Francesco Pesellino (1445)
Construction of the Temple of Jerusalem
Tempera on Panel
For the next few years, my earliest paintings eschewed traditional perspective and scale, relying instead on flat planes of color and simple forms to portray modern subjects, including scenes of construction and building. Only in hindsight do I realize this was a way to integrate the internal struggle I experienced as a young artist: to pay homage to the utilitarian culture that provided my family’s livelihood, while leaving that culture behind because the pursuit of art was unheard of.
42" x 78"
Oil on Canvas
However, after decades of exploring a full spectrum of painting, I’ve come to understand that the act of building in some form is linked to my desire to create. I was raised in a family of skilled craftsmen, mechanics, and fabricators, and my painting process incorporates an acknowledgement of this tradition of practical labor and functional application, recognizing it as an important element of self-expression.
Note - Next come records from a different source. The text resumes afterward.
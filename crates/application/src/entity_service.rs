use std::sync::Arc;

use chrono::{SecondsFormat, Utc};
use serde::Serialize;
use serde::de::DeserializeOwned;
use serde_json::Value;
use tracing::info;
use uuid::Uuid;

use campus_core::{AppError, AppResult, Principal};
use campus_domain::Action;

use crate::authorization_service::AuthorizationService;
use crate::entity_interface::{
    ColumnDefault, EntityInterface, EntitySchema, QueryParameters, WritePayload,
};
use crate::entity_ports::EntityRepository;
use crate::query::{Condition, EntityQuery, ID_COLUMN, ListWindow, StoredRecord};

/// Returns the current time in the text form stored in timestamp columns.
pub(crate) fn timestamp_now() -> String {
    Utc::now().to_rfc3339_opts(SecondsFormat::Micros, true)
}

/// Serializes a payload into a column map.
pub(crate) fn to_record<P: Serialize>(payload: &P) -> AppResult<StoredRecord> {
    match serde_json::to_value(payload) {
        Ok(Value::Object(fields)) => Ok(fields),
        Ok(other) => Err(AppError::Internal(format!(
            "write payload must serialize to an object, got '{other}'"
        ))),
        Err(error) => Err(AppError::Internal(format!(
            "failed to serialize write payload: {error}"
        ))),
    }
}

/// Decodes a stored row into a projection shape.
pub(crate) fn project<T: DeserializeOwned>(record: StoredRecord) -> AppResult<T> {
    serde_json::from_value(Value::Object(record)).map_err(|error| {
        AppError::Internal(format!("stored row does not match its shape: {error}"))
    })
}

fn project_all<T: DeserializeOwned>(records: Vec<StoredRecord>) -> AppResult<Vec<T>> {
    records.into_iter().map(project).collect()
}

fn record_id(record: &StoredRecord) -> &str {
    record
        .get(ID_COLUMN)
        .and_then(Value::as_str)
        .unwrap_or_default()
}

/// Builds a complete row from a create payload, filling facade defaults.
pub(crate) fn build_record(
    schema: &EntitySchema,
    mut fields: StoredRecord,
) -> AppResult<StoredRecord> {
    if let Some(unknown) = fields
        .keys()
        .find(|key| schema.column(key).is_none_or(|column| column.internal))
    {
        return Err(AppError::Internal(format!(
            "create payload field '{unknown}' is not a public column of '{}'",
            schema.table
        )));
    }

    let now = timestamp_now();
    let mut record = StoredRecord::new();
    for column in schema.columns {
        let value = match (fields.remove(column.name), column.default) {
            (Some(value), _) if !value.is_null() => value,
            (_, ColumnDefault::GeneratedId) => Value::String(Uuid::new_v4().to_string()),
            (_, ColumnDefault::CreatedAt | ColumnDefault::UpdatedAt) => Value::String(now.clone()),
            (value, ColumnDefault::None) => value.unwrap_or(Value::Null),
        };
        record.insert(column.name.to_owned(), value);
    }

    Ok(record)
}

/// Business-logic facade over every entity kind.
///
/// Each operation validates input, runs the capability check, resolves the
/// caller's query object onto the scoped base query and only then touches
/// storage.
#[derive(Clone)]
pub struct EntityService {
    authorization_service: AuthorizationService,
    repository: Arc<dyn EntityRepository>,
}

impl EntityService {
    /// Creates a new entity service.
    #[must_use]
    pub fn new(
        authorization_service: AuthorizationService,
        repository: Arc<dyn EntityRepository>,
    ) -> Self {
        Self {
            authorization_service,
            repository,
        }
    }

    /// Returns the capability check used by the facade.
    #[must_use]
    pub fn authorization_service(&self) -> &AuthorizationService {
        &self.authorization_service
    }

    /// Lists rows visible to the principal in the listing shape.
    pub async fn list<I: EntityInterface>(
        &self,
        principal: &Principal,
        params: Option<&I::Query>,
        window: ListWindow,
    ) -> AppResult<Vec<I::List>> {
        project_all(self.find_listed::<I>(principal, params, window).await?)
    }

    /// Lists rows visible to the principal in the detail shape.
    pub async fn list_detailed<I: EntityInterface>(
        &self,
        principal: &Principal,
        params: Option<&I::Query>,
        window: ListWindow,
    ) -> AppResult<Vec<I::Get>> {
        project_all(self.find_listed::<I>(principal, params, window).await?)
    }

    /// Returns one row by id. Rows outside the principal's scope are `NotFound`.
    pub async fn get<I: EntityInterface>(
        &self,
        principal: &Principal,
        id: &str,
    ) -> AppResult<I::Get> {
        let (_, record) = self.find_in_scope::<I>(principal, Action::Get, id).await?;
        project(record)
    }

    /// Creates a row and returns its detail shape.
    pub async fn create<I: EntityInterface>(
        &self,
        principal: &Principal,
        payload: &I::Create,
    ) -> AppResult<I::Get> {
        payload.validate()?;
        let scope = self
            .authorization_service
            .check_permissions(principal, I::KIND, Action::Create)?;

        let schema = I::schema();
        let record = build_record(schema, to_record(payload)?)?;
        if !scope.scope_admits(&record) {
            return Err(AppError::Forbidden(format!(
                "principal '{}' may not create this {} row",
                principal.user_id(),
                I::KIND
            )));
        }

        guard_grant::<I>(principal, &scope, None, Some(&record))?;
        self.require_references::<I>(&record).await?;

        let stored = self.repository.insert(schema, record).await?;
        info!(
            actor = principal.user_id(),
            kind = %I::KIND,
            id = record_id(&stored),
            "entity created"
        );

        project(stored)
    }

    /// Applies allow-listed field changes and returns the detail shape.
    pub async fn update<I: EntityInterface>(
        &self,
        principal: &Principal,
        id: &str,
        payload: &I::Update,
    ) -> AppResult<I::Get> {
        payload.validate()?;
        let changes = to_record(payload)?;
        if changes.is_empty() {
            return Err(AppError::Validation(format!(
                "update of {} '{id}' sets no fields",
                I::KIND
            )));
        }
        if let Some(field) = changes
            .keys()
            .find(|field| !I::update_fields().contains(&field.as_str()))
        {
            return Err(AppError::Validation(format!(
                "field '{field}' of {} cannot be updated",
                I::KIND
            )));
        }

        let (scope, existing) = self
            .find_in_scope::<I>(principal, Action::Update, id)
            .await?;
        I::guard_write(&existing)?;
        guard_grant::<I>(principal, &scope, Some(&existing), Some(&changes))?;

        let updated = self.update_in_scope::<I>(scope, id, changes).await?;
        info!(
            actor = principal.user_id(),
            kind = %I::KIND,
            id,
            "entity updated"
        );

        project(updated)
    }

    /// Deletes one row in the principal's scope.
    pub async fn delete<I: EntityInterface>(
        &self,
        principal: &Principal,
        id: &str,
    ) -> AppResult<()> {
        let (scope, existing) = self
            .find_in_scope::<I>(principal, Action::Delete, id)
            .await?;
        I::guard_write(&existing)?;
        guard_grant::<I>(principal, &scope, Some(&existing), None)?;

        let query = scope.and(Condition::id(id));
        let deleted = self.repository.delete(I::schema(), &query).await?;
        if deleted == 0 {
            return Err(not_found::<I>(id));
        }

        info!(
            actor = principal.user_id(),
            kind = %I::KIND,
            id,
            "entity deleted"
        );

        Ok(())
    }

    /// Applies changes to one row of an already-authorized scope.
    pub(crate) async fn update_in_scope<I: EntityInterface>(
        &self,
        scope: EntityQuery,
        id: &str,
        mut changes: StoredRecord,
    ) -> AppResult<StoredRecord> {
        let schema = I::schema();
        if schema.has_default(ColumnDefault::UpdatedAt) {
            changes.insert("updated_at".to_owned(), Value::String(timestamp_now()));
        }

        let query = scope.and(Condition::id(id));
        self.repository
            .update(schema, &query, changes)
            .await?
            .into_iter()
            .next()
            .ok_or_else(|| not_found::<I>(id))
    }

    async fn find_listed<I: EntityInterface>(
        &self,
        principal: &Principal,
        params: Option<&I::Query>,
        window: ListWindow,
    ) -> AppResult<Vec<StoredRecord>> {
        if let Some(params) = params {
            params.validate()?;
        }

        let base = self
            .authorization_service
            .check_permissions(principal, I::KIND, Action::List)?;
        let query = I::search(base, params).with_window(window);

        self.repository.find(I::schema(), &query).await
    }

    async fn find_in_scope<I: EntityInterface>(
        &self,
        principal: &Principal,
        action: Action,
        id: &str,
    ) -> AppResult<(EntityQuery, StoredRecord)> {
        let scope = self
            .authorization_service
            .check_permissions(principal, I::KIND, action)?;
        let query = scope
            .clone()
            .and(Condition::id(id))
            .with_window(ListWindow::single());

        let record = self
            .repository
            .find(I::schema(), &query)
            .await?
            .into_iter()
            .next()
            .ok_or_else(|| not_found::<I>(id))?;

        Ok((scope, record))
    }

    async fn require_references<I: EntityInterface>(
        &self,
        record: &StoredRecord,
    ) -> AppResult<()> {
        let registry = self.authorization_service.registry();

        for reference in I::references() {
            let Some(target_id) = record.get(reference.column).and_then(Value::as_str) else {
                continue;
            };

            let query = EntityQuery::unrestricted(reference.kind)
                .and(Condition::id(target_id))
                .with_window(ListWindow::single());
            let found = self
                .repository
                .find(registry.schema(reference.kind), &query)
                .await?;

            if found.is_empty() {
                return Err(AppError::NotFound(format!(
                    "{} '{target_id}' referenced by '{}' does not exist",
                    reference.kind, reference.column
                )));
            }
        }

        Ok(())
    }
}

fn guard_grant<I: EntityInterface>(
    principal: &Principal,
    scope: &EntityQuery,
    existing: Option<&StoredRecord>,
    written: Option<&StoredRecord>,
) -> AppResult<()> {
    if principal.is_admin() {
        return Ok(());
    }

    I::guard_grant(principal, scope, existing, written)
}

fn not_found<I: EntityInterface>(id: &str) -> AppError {
    AppError::NotFound(format!("{} '{id}' does not exist", I::KIND))
}

#[cfg(test)]
mod tests;
use campus_core::AppResult;
use campus_domain::{EntityKind, GroupCreate, GroupGet, GroupList, GroupQuery, GroupUpdate};

use crate::entity_interface::{
    Column, EntityInterface, EntitySchema, FilterField, QueryParameters, WritePayload,
};
use crate::query::FilterValue;

use super::text;

const SCHEMA: EntitySchema = EntitySchema {
    table: "groups",
    columns: &[
        Column::id(),
        Column::text("title"),
        Column::text("description"),
        Column::text("group_type"),
        Column::created_at(),
        Column::updated_at(),
    ],
    unique: &[],
};

/// User groups.
pub struct GroupInterface;

impl EntityInterface for GroupInterface {
    const KIND: EntityKind = EntityKind::Group;

    type Create = GroupCreate;
    type Get = GroupGet;
    type List = GroupList;
    type Update = GroupUpdate;
    type Query = GroupQuery;

    fn schema() -> &'static EntitySchema {
        &SCHEMA
    }

    fn update_fields() -> &'static [&'static str] {
        &["title", "description"]
    }
}

impl QueryParameters for GroupQuery {
    fn filter_fields() -> &'static [FilterField] {
        const FIELDS: &[FilterField] = &[
            FilterField::text("id"),
            FilterField::text("title"),
            FilterField::contains("description"),
            FilterField::text("group_type"),
        ];
        FIELDS
    }

    fn filter_value(&self, field: &str) -> Option<FilterValue> {
        match field {
            "id" => text(&self.id),
            "title" => text(&self.title),
            "description" => text(&self.description),
            "group_type" => self.group_type.map(|group_type| group_type.as_str().into()),
            _ => None,
        }
    }
}

impl WritePayload for GroupCreate {
    fn validate(&self) -> AppResult<()> {
        GroupCreate::validate(self)
    }
}

impl WritePayload for GroupUpdate {
    fn validate(&self) -> AppResult<()> {
        GroupUpdate::validate(self)
    }
}
use campus_application::{AuthService, EntityService, TestRunService};

/// Shared application state.
#[derive(Clone)]
pub struct AppState {
    pub entity_service: EntityService,
    pub auth_service: AuthService,
    pub test_run_service: TestRunService,
}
For this reason, I’m most engaged when construction is either incorporated into the painting process or when I’m designing the environment in which the paintings are ultimately displayed. Working at the intersection of painting, collage, and relief sculpture, I don’t believe that the literal building of the pieces can be separated from the “loftier” endeavor of painting; rather, I believe that process is content.
Painting is how I communicate on a sensuous plane in order to share a visual experience. It’s a way to invite the viewer to see and feel what I see and feel, even if it’s a single passage in the work. It might be something as simple as how a brushstroke fragment, when juxtaposed with a solid color, collides in opposing energies, or how two accidental forms “rhyme” and connote a third when placed in proximity. In some pieces, I alternately compress the painting’s visual space to its surface and expand that surface to three dimensions, holding the picture planes in check through relationships of color, gestural marks, and transparency.
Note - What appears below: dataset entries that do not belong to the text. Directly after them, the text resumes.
//! Test-run result shapes.

use std::str::FromStr;

use campus_core::{AppError, AppResult};
use chrono::{DateTime, Utc};
use serde::{Deserialize, Serialize};
use serde_json::Value;

use crate::validation::require_non_empty;

/// Lifecycle state of a dispatched test run.
#[derive(Debug, Clone, Copy, PartialEq, Eq, Hash, Serialize, Deserialize)]
#[serde(rename_all = "snake_case")]
pub enum ResultStatus {
    /// Job handed to the queue.
    Scheduled,
    /// Job accepted by a worker but not started.
    Pending,
    /// Worker is executing the tests.
    Running,
    /// Tests completed and a score was recorded.
    Finished,
    /// Dispatch or execution failed.
    Failed,
    /// Job was cancelled before completion.
    Cancelled,
}

impl ResultStatus {
    /// Returns the storage string.
    #[must_use]
    pub fn as_str(&self) -> &'static str {
        match self {
            Self::Scheduled => "scheduled",
            Self::Pending => "pending",
            Self::Running => "running",
            Self::Finished => "finished",
            Self::Failed => "failed",
            Self::Cancelled => "cancelled",
        }
    }

    /// Returns whether no further transitions are expected.
    #[must_use]
    pub fn is_terminal(&self) -> bool {
        matches!(self, Self::Finished | Self::Failed | Self::Cancelled)
    }
}

impl FromStr for ResultStatus {
    type Err = AppError;

    fn from_str(value: &str) -> Result<Self, Self::Err> {
        match value {
            "scheduled" => Ok(Self::Scheduled),
            "pending" => Ok(Self::Pending),
            "running" => Ok(Self::Running),
            "finished" => Ok(Self::Finished),
            "failed" => Ok(Self::Failed),
            "cancelled" => Ok(Self::Cancelled),
            _ => Err(AppError::Validation(format!(
                "unknown result status '{value}'"
            ))),
        }
    }
}

/// Payload for recording a new test run.
#[derive(Debug, Clone, PartialEq, Serialize, Deserialize)]
pub struct ResultCreate {
    /// Course the submission belongs to.
    pub course_id: String,
    /// Submitting course membership.
    pub course_member_id: String,
    /// Submitting user.
    pub user_id: String,
    /// Worker service that executes the tests.
    pub execution_backend: String,
    /// Repository holding the submission.
    pub repository_url: String,
    /// Commit or tag under test.
    pub version_identifier: String,
    /// Queue job identifier.
    pub job_id: String,
    /// Initial status.
    pub status: ResultStatus,
}

impl ResultCreate {
    /// Validates payload invariants.
    pub fn validate(&self) -> AppResult<()> {
        require_non_empty("course_id", &self.course_id)?;
        require_non_empty("course_member_id", &self.course_member_id)?;
        require_non_empty("user_id", &self.user_id)?;
        require_non_empty("execution_backend", &self.execution_backend)?;
        require_non_empty("repository_url", &self.repository_url)?;
        require_non_empty("version_identifier", &self.version_identifier)?;
        require_non_empty("job_id", &self.job_id)
    }
}

/// Detail shape of a test-run result.
#[derive(Debug, Clone, PartialEq, Serialize, Deserialize)]
pub struct ResultGet {
    /// Stable result identifier.
    pub id: String,
    /// Course the submission belongs to.
    pub course_id: String,
    /// Submitting course membership.
    pub course_member_id: String,
    /// Submitting user.
    pub user_id: String,
    /// Worker service that executes the tests.
    pub execution_backend: String,
    /// Repository holding the submission.
    pub repository_url: String,
    /// Commit or tag under test.
    pub version_identifier: String,
    /// Queue job identifier.
    pub job_id: String,
    /// Current status.
    pub status: ResultStatus,
    /// Score reported by the worker.
    pub score: Option<f64>,
    /// Structured report returned by the worker.
    pub result_json: Option<Value>,
    /// Creation timestamp.
    pub created_at: DateTime<Utc>,
    /// Last modification timestamp.
    pub updated_at: DateTime<Utc>,
}

/// Listing shape of a test-run result.
#[derive(Debug, Clone, PartialEq, Serialize, Deserialize)]
pub struct ResultList {
    /// Stable result identifier.
    pub id: String,
    /// Submitting course membership.
    pub course_member_id: String,
    /// Current status.
    pub status: ResultStatus,
    /// Score reported by the worker.
    pub score: Option<f64>,
    /// Creation timestamp.
    pub created_at: DateTime<Utc>,
}

/// Allow-listed result mutations reported by workers.
#[derive(Debug, Clone, Default, PartialEq, Serialize, Deserialize)]
pub struct ResultUpdate {
    /// New status.
    #[serde(default, skip_serializing_if = "Option::is_none")]
    pub status: Option<ResultStatus>,
    /// Score reported by the worker.
    #[serde(default, skip_serializing_if = "Option::is_none")]
    pub score: Option<f64>,
    /// Structured report returned by the worker.
    #[serde(default, skip_serializing_if = "Option::is_none")]
    pub result_json: Option<Value>,
}

impl ResultUpdate {
    /// Validates payload invariants.
    pub fn validate(&self) -> AppResult<()> {
        if let Some(score) = self.score {
            if !score.is_finite() || !(0.0..=1.0).contains(&score) {
                return Err(AppError::Validation(
                    "result score must be a finite value between 0 and 1".to_owned(),
                ));
            }
        }
        Ok(())
    }
}

/// Filter parameters for result searches.
#[derive(Debug, Clone, Default, PartialEq, Eq, Serialize, Deserialize)]
pub struct ResultQuery {
    /// Exact result id.
    pub id: Option<String>,
    /// Exact course id.
    pub course_id: Option<String>,
    /// Exact course membership id.
    pub course_member_id: Option<String>,
    /// Exact submitting user id.
    pub user_id: Option<String>,
    /// Exact status.
    pub status: Option<ResultStatus>,
    /// Exact queue job id.
    pub job_id: Option<String>,
    /// Exact version identifier.
    pub version_identifier: Option<String>,
}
I also describe abstracted experiences from my environment. A cityscape is implied when flowing lines and forms are suddenly interrupted by the hard edge of a saw-cut panel, or when a slice of color is wedged between two planes layered with graffiti-like marks, suggesting the view between urban towers.
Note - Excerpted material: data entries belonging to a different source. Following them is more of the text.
//! Course and course membership shapes.

use campus_core::AppResult;
use chrono::{DateTime, Utc};
use serde::{Deserialize, Serialize};

use crate::CourseRole;
use crate::validation::{require_identifier, require_non_empty, require_optional_non_empty};

/// Payload for creating a course.
#[derive(Debug, Clone, PartialEq, Eq, Serialize, Deserialize)]
pub struct CourseCreate {
    /// Unique dotted path such as `cs101.2026s`.
    pub path: String,
    /// Human-readable title.
    #[serde(default)]
    pub title: Option<String>,
    /// Free-form description.
    #[serde(default)]
    pub description: Option<String>,
}

impl CourseCreate {
    /// Validates payload invariants.
    pub fn validate(&self) -> AppResult<()> {
        require_identifier("course path", &self.path)?;
        require_optional_non_empty("course title", self.title.as_deref())
    }
}

/// Detail shape of a course.
#[derive(Debug, Clone, PartialEq, Eq, Serialize, Deserialize)]
pub struct CourseGet {
    /// Stable course identifier.
    pub id: String,
    /// Unique dotted path.
    pub path: String,
    /// Human-readable title.
    pub title: Option<String>,
    /// Free-form description.
    pub description: Option<String>,
    /// Creation timestamp.
    pub created_at: DateTime<Utc>,
    /// Last modification timestamp.
    pub updated_at: DateTime<Utc>,
}

/// Listing shape of a course.
#[derive(Debug, Clone, PartialEq, Eq, Serialize, Deserialize)]
pub struct CourseList {
    /// Stable course identifier.
    pub id: String,
    /// Unique dotted path.
    pub path: String,
    /// Human-readable title.
    pub title: Option<String>,
}

/// Allow-listed course mutations.
#[derive(Debug, Clone, Default, PartialEq, Eq, Serialize, Deserialize)]
pub struct CourseUpdate {
    /// New title.
    #[serde(default, skip_serializing_if = "Option::is_none")]
    pub title: Option<String>,
    /// New description.
    #[serde(default, skip_serializing_if = "Option::is_none")]
    pub description: Option<String>,
}

impl CourseUpdate {
    /// Validates payload invariants.
    pub fn validate(&self) -> AppResult<()> {
        require_optional_non_empty("course title", self.title.as_deref())
    }
}

/// Filter parameters for course searches.
#[derive(Debug, Clone, Default, PartialEq, Eq, Serialize, Deserialize)]
pub struct CourseQuery {
    /// Exact course id.
    pub id: Option<String>,
    /// Exact path.
    pub path: Option<String>,
    /// Case-insensitive substring of the title.
    pub title: Option<String>,
    /// Case-insensitive substring of the description.
    pub description: Option<String>,
}

/// Payload for enrolling a user in a course.
#[derive(Debug, Clone, PartialEq, Eq, Serialize, Deserialize)]
pub struct CourseMemberCreate {
    /// Enrolled user.
    pub user_id: String,
    /// Target course.
    pub course_id: String,
    /// Course-scoped role.
    pub course_role_id: CourseRole,
}

impl CourseMemberCreate {
    /// Validates payload invariants.
    pub fn validate(&self) -> AppResult<()> {
        require_non_empty("user_id", &self.user_id)?;
        require_non_empty("course_id", &self.course_id)
    }
}

/// Detail shape of a course membership.
#[derive(Debug, Clone, PartialEq, Eq, Serialize, Deserialize)]
pub struct CourseMemberGet {
    /// Stable membership identifier.
    pub id: String,
    /// Enrolled user.
    pub user_id: String,
    /// Target course.
    pub course_id: String,
    /// Course-scoped role.
    pub course_role_id: CourseRole,
    /// Enrollment timestamp.
    pub created_at: DateTime<Utc>,
    /// Last modification timestamp.
    pub updated_at: DateTime<Utc>,
}

/// Listing shape of a course membership.
#[derive(Debug, Clone, PartialEq, Eq, Serialize, Deserialize)]
pub struct CourseMemberList {
    /// Stable membership identifier.
    pub id: String,
    /// Enrolled user.
    pub user_id: String,
    /// Target course.
    pub course_id: String,
    /// Course-scoped role.
    pub course_role_id: CourseRole,
}

/// Allow-listed course membership mutations.
#[derive(Debug, Clone, Default, PartialEq, Eq, Serialize, Deserialize)]
pub struct CourseMemberUpdate {
    /// New course-scoped role.
    #[serde(default, skip_serializing_if = "Option::is_none")]
    pub course_role_id: Option<CourseRole>,
}

/// Filter parameters for course membership searches.
#[derive(Debug, Clone, Default, PartialEq, Eq, Serialize, Deserialize)]
pub struct CourseMemberQuery {
    /// Exact membership id.
    pub id: Option<String>,
    /// Exact user id.
    pub user_id: Option<String>,
    /// Exact course id.
    pub course_id: Option<String>,
    /// Exact course role.
    pub course_role_id: Option<CourseRole>,
}
use std::sync::Arc;

use campus_core::{AppError, AppResult, Claim, Principal};
use campus_domain::{Action, EntityKind};

use crate::entity_registry::EntityRegistry;
use crate::query::{Condition, EntityQuery};

use super::AuthorizationService;

fn service() -> AppResult<AuthorizationService> {
    Ok(AuthorizationService::new(Arc::new(EntityRegistry::new()?)))
}

fn principal(claims: impl IntoIterator<Item = Claim>) -> Principal {
    Principal::new("u1", false, claims)
}

#[test]
fn admin_gets_unrestricted_query_for_every_kind_and_action() -> AppResult<()> {
    let service = service()?;
    let admin = Principal::new("root", true, []);

    for kind in EntityKind::all() {
        for action in Action::all() {
            let query = service.check_permissions(&admin, *kind, *action);
            assert_eq!(query.ok(), Some(EntityQuery::unrestricted(*kind)));
        }
    }

    Ok(())
}

#[test]
fn general_claim_grants_unrestricted_query() -> AppResult<()> {
    let service = service()?;
    let caller = principal([Claim::permission("role_claim", "get")]);

    let query = service.check_permissions(&caller, EntityKind::RoleClaim, Action::Get);
    assert_eq!(
        query.ok(),
        Some(EntityQuery::unrestricted(EntityKind::RoleClaim))
    );

    Ok(())
}

#[test]
fn get_claim_grants_both_reads_and_list_claim_grants_none() -> AppResult<()> {
    let service = service()?;
    let reader = principal([Claim::permission("group", "get")]);
    let lister = principal([Claim::permission("group", "list")]);

    assert!(
        service
            .check_permissions(&reader, EntityKind::Group, Action::List)
            .is_ok()
    );
    for action in [Action::List, Action::Get] {
        assert!(matches!(
            service.check_permissions(&lister, EntityKind::Group, action),
            Err(AppError::Forbidden(_))
        ));
    }

    Ok(())
}

#[test]
fn claim_for_another_kind_is_forbidden() -> AppResult<()> {
    let service = service()?;
    let caller = principal([Claim::permission("role", "get")]);

    let result = service.check_permissions(&caller, EntityKind::RoleClaim, Action::Get);
    assert!(matches!(result, Err(AppError::Forbidden(_))));

    Ok(())
}

#[test]
fn users_without_claims_are_scoped_to_their_own_row() -> AppResult<()> {
    let service = service()?;
    let caller = principal([]);

    let query = service.check_permissions(&caller, EntityKind::User, Action::Update);
    assert_eq!(
        query.ok(),
        Some(EntityQuery::restricted(
            EntityKind::User,
            Condition::equals("id", "u1")
        ))
    );
    assert!(matches!(
        service.check_permissions(&caller, EntityKind::User, Action::Delete),
        Err(AppError::Forbidden(_))
    ));

    Ok(())
}

#[test]
fn course_reads_are_scoped_to_enrolled_courses() -> AppResult<()> {
    let service = service()?;
    let student = principal([Claim::course_role("c1", "_student")]);

    let query = service.check_permissions(&student, EntityKind::Course, Action::List);
    assert_eq!(
        query.ok(),
        Some(EntityQuery::restricted(
            EntityKind::Course,
            Condition::any_of("id", ["c1".to_owned()])
        ))
    );
    assert!(matches!(
        service.check_permissions(&student, EntityKind::Course, Action::Update),
        Err(AppError::Forbidden(_))
    ));

    Ok(())
}

#[test]
fn unenrolled_principal_cannot_read_courses() -> AppResult<()> {
    let service = service()?;
    assert!(matches!(
        service.check_permissions(&principal([]), EntityKind::Course, Action::Get),
        Err(AppError::Forbidden(_))
    ));

    Ok(())
}

#[test]
fn tutors_read_results_of_their_courses_and_their_own() -> AppResult<()> {
    let service = service()?;
    let tutor = principal([
        Claim::course_role("c1", "_tutor"),
        Claim::course_role("c2", "_student"),
    ]);

    let query = service.check_permissions(&tutor, EntityKind::Result, Action::Get);
    assert_eq!(
        query.ok(),
        Some(EntityQuery::restricted(
            EntityKind::Result,
            Condition::Or(vec![
                Condition::equals("user_id", "u1"),
                Condition::any_of("course_id", ["c1".to_owned()]),
            ])
        ))
    );

    Ok(())
}

#[test]
fn course_member_writes_require_lecturer_role() -> AppResult<()> {
    let service = service()?;
    let tutor = principal([Claim::course_role("c1", "_tutor")]);
    let lecturer = principal([Claim::course_role("c1", "_lecturer")]);

    assert!(matches!(
        service.check_permissions(&tutor, EntityKind::CourseMember, Action::Create),
        Err(AppError::Forbidden(_))
    ));
    assert!(
        service
            .check_permissions(&lecturer, EntityKind::CourseMember, Action::Create)
            .is_ok()
    );

    Ok(())
}

#[test]
fn roles_and_groups_have_no_restricted_scope() -> AppResult<()> {
    let service = service()?;
    let student = principal([Claim::course_role("c1", "_owner")]);

    for kind in [EntityKind::Role, EntityKind::RoleClaim, EntityKind::Group] {
        assert!(matches!(
            service.check_permissions(&student, kind, Action::List),
            Err(AppError::Forbidden(_))
        ));
    }

    Ok(())
}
I construct my pieces by applying paint to large plywood sheets that are cut into workable-sized panels. To begin a piece, I arrange the various painted panels on the floor as a collage and continue cutting them as the painting progresses; any valuable scrap is recycled for future work. The loose components are assembled in a shop and returned to the studio, as an object with its own gravity, occupying a different visual space than a painting on canvas. Because of the assembled surfaces, a portion of the painting’s spatial illusion is transformed into a tactile three-dimensional form.
Although I continue to paint on the pieces after they are assembled, I experience some sense of completion – and even reward – the moment they arrive from the shop. It’s a fulfillment of that primary need to build as well as communicate through painting, the content realized through its fabricated form.